§ **Data records**

-------------------------

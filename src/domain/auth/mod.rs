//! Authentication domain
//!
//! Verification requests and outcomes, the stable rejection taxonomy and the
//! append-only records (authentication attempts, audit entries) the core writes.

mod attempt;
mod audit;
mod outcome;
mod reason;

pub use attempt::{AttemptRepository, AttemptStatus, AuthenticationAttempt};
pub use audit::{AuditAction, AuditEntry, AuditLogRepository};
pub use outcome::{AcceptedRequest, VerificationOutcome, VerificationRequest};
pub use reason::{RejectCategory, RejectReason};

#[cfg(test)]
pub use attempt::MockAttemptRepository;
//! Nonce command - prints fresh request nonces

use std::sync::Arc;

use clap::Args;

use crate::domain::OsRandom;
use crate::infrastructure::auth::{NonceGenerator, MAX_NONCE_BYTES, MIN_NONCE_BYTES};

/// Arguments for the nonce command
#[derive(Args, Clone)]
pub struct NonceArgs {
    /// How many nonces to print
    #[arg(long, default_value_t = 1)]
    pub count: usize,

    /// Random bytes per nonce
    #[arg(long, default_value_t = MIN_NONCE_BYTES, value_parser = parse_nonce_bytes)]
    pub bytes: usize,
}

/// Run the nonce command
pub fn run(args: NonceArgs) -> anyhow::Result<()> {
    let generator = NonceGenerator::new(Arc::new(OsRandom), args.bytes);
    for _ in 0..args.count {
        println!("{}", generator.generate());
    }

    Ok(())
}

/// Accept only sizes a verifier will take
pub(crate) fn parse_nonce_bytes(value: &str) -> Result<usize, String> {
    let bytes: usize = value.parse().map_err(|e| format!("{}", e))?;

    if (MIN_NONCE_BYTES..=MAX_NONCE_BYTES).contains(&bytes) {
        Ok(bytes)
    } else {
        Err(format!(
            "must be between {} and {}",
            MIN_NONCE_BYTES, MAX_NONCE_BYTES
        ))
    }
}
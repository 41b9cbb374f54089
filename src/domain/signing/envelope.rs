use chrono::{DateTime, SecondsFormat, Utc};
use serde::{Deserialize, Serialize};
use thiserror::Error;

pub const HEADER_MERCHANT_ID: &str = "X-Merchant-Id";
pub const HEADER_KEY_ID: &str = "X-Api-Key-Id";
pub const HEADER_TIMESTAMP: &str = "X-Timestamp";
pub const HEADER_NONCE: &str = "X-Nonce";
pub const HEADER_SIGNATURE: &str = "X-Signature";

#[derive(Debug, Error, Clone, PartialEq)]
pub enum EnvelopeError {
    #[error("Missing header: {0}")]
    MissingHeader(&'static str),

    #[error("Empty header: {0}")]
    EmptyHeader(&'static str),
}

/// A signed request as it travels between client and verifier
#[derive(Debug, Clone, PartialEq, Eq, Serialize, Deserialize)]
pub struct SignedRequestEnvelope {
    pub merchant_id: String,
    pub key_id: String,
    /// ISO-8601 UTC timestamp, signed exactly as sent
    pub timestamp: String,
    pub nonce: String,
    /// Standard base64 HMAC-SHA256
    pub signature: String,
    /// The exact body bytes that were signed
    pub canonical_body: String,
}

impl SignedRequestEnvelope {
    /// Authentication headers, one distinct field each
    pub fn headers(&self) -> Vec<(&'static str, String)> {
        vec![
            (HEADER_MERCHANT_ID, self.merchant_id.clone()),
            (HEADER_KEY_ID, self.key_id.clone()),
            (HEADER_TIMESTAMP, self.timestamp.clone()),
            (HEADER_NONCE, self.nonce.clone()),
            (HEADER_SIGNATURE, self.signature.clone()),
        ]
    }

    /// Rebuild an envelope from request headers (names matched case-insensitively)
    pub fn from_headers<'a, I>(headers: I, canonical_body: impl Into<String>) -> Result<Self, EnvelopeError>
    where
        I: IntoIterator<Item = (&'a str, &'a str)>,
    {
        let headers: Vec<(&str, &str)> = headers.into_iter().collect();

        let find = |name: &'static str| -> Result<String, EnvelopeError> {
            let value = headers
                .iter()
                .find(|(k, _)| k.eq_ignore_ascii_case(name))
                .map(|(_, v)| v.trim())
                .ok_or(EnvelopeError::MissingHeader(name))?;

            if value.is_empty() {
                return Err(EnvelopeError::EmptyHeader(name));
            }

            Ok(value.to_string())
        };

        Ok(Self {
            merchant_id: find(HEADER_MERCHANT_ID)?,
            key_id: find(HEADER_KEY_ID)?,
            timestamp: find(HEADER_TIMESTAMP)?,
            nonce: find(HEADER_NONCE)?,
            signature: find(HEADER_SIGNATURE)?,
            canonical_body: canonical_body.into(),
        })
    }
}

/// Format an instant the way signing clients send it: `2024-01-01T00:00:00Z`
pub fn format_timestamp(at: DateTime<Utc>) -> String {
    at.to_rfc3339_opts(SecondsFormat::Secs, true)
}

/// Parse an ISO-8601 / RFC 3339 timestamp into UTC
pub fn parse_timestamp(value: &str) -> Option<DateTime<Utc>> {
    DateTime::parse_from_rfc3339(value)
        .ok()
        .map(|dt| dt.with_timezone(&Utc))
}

-------------------------

Return the material exactly as it stands.

§ **Response area**
filename src/domain/auth/mod.rs
//! Authentication domain
//!
//! Verification requests and outcomes, the stable rejection taxonomy and the
//! append-only records (authentication attempts, audit entries) the core writes.

mod attempt;
mod audit;
mod outcome;
mod reason;

pub use attempt::{AttemptRepository, AttemptStatus, AuthenticationAttempt};
pub use audit::{AuditAction, AuditEntry, AuditLogRepository};
pub use outcome::{AcceptedRequest, VerificationOutcome, VerificationRequest};
pub use reason::{RejectCategory, RejectReason};

#[cfg(test)]
pub use attempt::MockAttemptRepository;
//! Nonce command - prints fresh request nonces

use std::sync::Arc;

use clap::Args;

use crate::domain::OsRandom;
use crate::infrastructure::auth::{NonceGenerator, MAX_NONCE_BYTES, MIN_NONCE_BYTES};

/// Arguments for the nonce command
#[derive(Args, Clone)]
pub struct NonceArgs {
    /// How many nonces to print
    #[arg(long, default_value_t = 1)]
    pub count: usize,

    /// Random bytes per nonce
    #[arg(long, default_value_t = MIN_NONCE_BYTES, value_parser = parse_nonce_bytes)]
    pub bytes: usize,
}

/// Run the nonce command
pub fn run(args: NonceArgs) -> anyhow::Result<()> {
    let generator = NonceGenerator::new(Arc::new(OsRandom), args.bytes);
    for _ in 0..args.count {
        println!("{}", generator.generate());
    }

    Ok(())
}

/// Accept only sizes a verifier will take
pub(crate) fn parse_nonce_bytes(value: &str) -> Result<usize, String> {
    let bytes: usize = value.parse().map_err(|e| format!("{}", e))?;

    if (MIN_NONCE_BYTES..=MAX_NONCE_BYTES).contains(&bytes) {
        Ok(bytes)
    } else {
        Err(format!(
            "must be between {} and {}",
            MIN_NONCE_BYTES, MAX_NONCE_BYTES
        ))
    }
}
repository 41b9cbb374f54089
filename src/domain/signing/envelope.rs
use chrono::{DateTime, SecondsFormat, Utc};
use serde::{Deserialize, Serialize};
use thiserror::Error;

pub const HEADER_MERCHANT_ID: &str = "X-Merchant-Id";
pub const HEADER_KEY_ID: &str = "X-Api-Key-Id";
pub const HEADER_TIMESTAMP: &str = "X-Timestamp";
pub const HEADER_NONCE: &str = "X-Nonce";
pub const HEADER_SIGNATURE: &str = "X-Signature";

#[derive(Debug, Error, Clone, PartialEq)]
pub enum EnvelopeError {
    #[error("Missing header: {0}")]
    MissingHeader(&'static str),

    #[error("Empty header: {0}")]
    EmptyHeader(&'static str),
}

/// A signed request as it travels between client and verifier
#[derive(Debug, Clone, PartialEq, Eq, Serialize, Deserialize)]
pub struct SignedRequestEnvelope {
    pub merchant_id: String,
    pub key_id: String,
    /// ISO-8601 UTC timestamp, signed exactly as sent
    pub timestamp: String,
    pub nonce: String,
    /// Standard base64 HMAC-SHA256
    pub signature: String,
    /// The exact body bytes that were signed
    pub canonical_body: String,
}

impl SignedRequestEnvelope {
    /// Authentication headers, one distinct field each
    pub fn headers(&self) -> Vec<(&'static str, String)> {
        vec![
            (HEADER_MERCHANT_ID, self.merchant_id.clone()),
            (HEADER_KEY_ID, self.key_id.clone()),
            (HEADER_TIMESTAMP, self.timestamp.clone()),
            (HEADER_NONCE, self.nonce.clone()),
            (HEADER_SIGNATURE, self.signature.clone()),
        ]
    }

    /// Rebuild an envelope from request headers (names matched case-insensitively)
    pub fn from_headers<'a, I>(headers: I, canonical_body: impl Into<String>) -> Result<Self, EnvelopeError>
    where
        I: IntoIterator<Item = (&'a str, &'a str)>,
    {
        let headers: Vec<(&str, &str)> = headers.into_iter().collect();

        let find = |name: &'static str| -> Result<String, EnvelopeError> {
            let value = headers
                .iter()
                .find(|(k, _)| k.eq_ignore_ascii_case(name))
                .map(|(_, v)| v.trim())
                .ok_or(EnvelopeError::MissingHeader(name))?;

            if value.is_empty() {
                return Err(EnvelopeError::EmptyHeader(name));
            }

            Ok(value.to_string())
        };

        Ok(Self {
            merchant_id: find(HEADER_MERCHANT_ID)?,
            key_id: find(HEADER_KEY_ID)?,
            timestamp: find(HEADER_TIMESTAMP)?,
            nonce: find(HEADER_NONCE)?,
            signature: find(HEADER_SIGNATURE)?,
            canonical_body: canonical_body.into(),
        })
    }
}

/// Format an instant the way signing clients send it: `2024-01-01T00:00:00Z`
pub fn format_timestamp(at: DateTime<Utc>) -> String {
    at.to_rfc3339_opts(SecondsFormat::Secs, true)
}

/// Parse an ISO-8601 / RFC 3339 timestamp into UTC
pub fn parse_timestamp(value: &str) -> Option<DateTime<Utc>> {
    DateTime::parse_from_rfc3339(value)
        .ok()
        .map(|dt| dt.with_timezone(&Utc))
}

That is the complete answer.